## Exercise
For the entries below, say how many lines include the word "that" and add nothing else.

(Records Opens)

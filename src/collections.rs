// Copyright (c) 2024 Frank Fischer <frank-fischer@shadow-soft.de>
//
// This program is free software: you can redistribute it and/or
// modify it under the terms of the GNU General Public License as
// published by the Free Software Foundation, either version 3 of the
// License, or (at your option) any later version.
//
// This program is distributed in the hope that it will be useful, but
// WITHOUT ANY WARRANTY; without even the implied warranty of
// MERCHANTABILITY or FITNESS FOR A PARTICULAR PURPOSE.  See the GNU
// General Public License for more details.
//
// You should have received a copy of the GNU General Public License
// along with this program.  If not, see  <http://www.gnu.org/licenses/>
//

//! Storage abstractions used by the iterative algorithms.
//!
//! Iterators such as [`Preorder`][crate::searchtree::Preorder] keep their
//! pending work in a stack. The stack is a type parameter so that callers
//! can hand in (and later take back) preallocated storage when traversing
//! many trees.

/// A LIFO container of items.
pub trait ItemStack<I> {
    /// Return `true` if the stack holds no items.
    fn is_empty(&self) -> bool {
        self.len() == 0
    }

    /// Return the number of items on the stack.
    fn len(&self) -> usize;

    /// Remove all items.
    fn clear(&mut self);

    fn push(&mut self, item: I);

    fn pop(&mut self) -> Option<I>;
}

impl<'a, I, S> ItemStack<I> for &'a mut S
where
    S: ItemStack<I>,
{
    fn is_empty(&self) -> bool {
        (**self).is_empty()
    }

    fn len(&self) -> usize {
        (**self).len()
    }

    fn clear(&mut self) {
        (**self).clear()
    }

    fn push(&mut self, item: I) {
        (**self).push(item)
    }

    fn pop(&mut self) -> Option<I> {
        (**self).pop()
    }
}

impl<I> ItemStack<I> for Vec<I> {
    fn is_empty(&self) -> bool {
        Vec::is_empty(self)
    }

    fn len(&self) -> usize {
        Vec::len(self)
    }

    fn clear(&mut self) {
        Vec::clear(self)
    }

    fn push(&mut self, item: I) {
        Vec::push(self, item)
    }

    fn pop(&mut self) -> Option<I> {
        Vec::pop(self)
    }
}

#[cfg(test)]
mod tests {
    use super::ItemStack;

    fn drain<S: ItemStack<u32>>(mut stack: S) -> Vec<u32> {
        let mut out = vec![];
        while let Some(x) = stack.pop() {
            out.push(x);
        }
        out
    }

    #[test]
    fn test_lifo() {
        let mut stack = Vec::new();
        ItemStack::push(&mut stack, 1);
        ItemStack::push(&mut stack, 2);
        ItemStack::push(&mut stack, 3);
        assert_eq!(ItemStack::len(&stack), 3);
        assert_eq!(drain(&mut stack), vec![3, 2, 1]);
        assert!(ItemStack::is_empty(&stack));
    }
}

(Records Closes)

## Answer for the task
2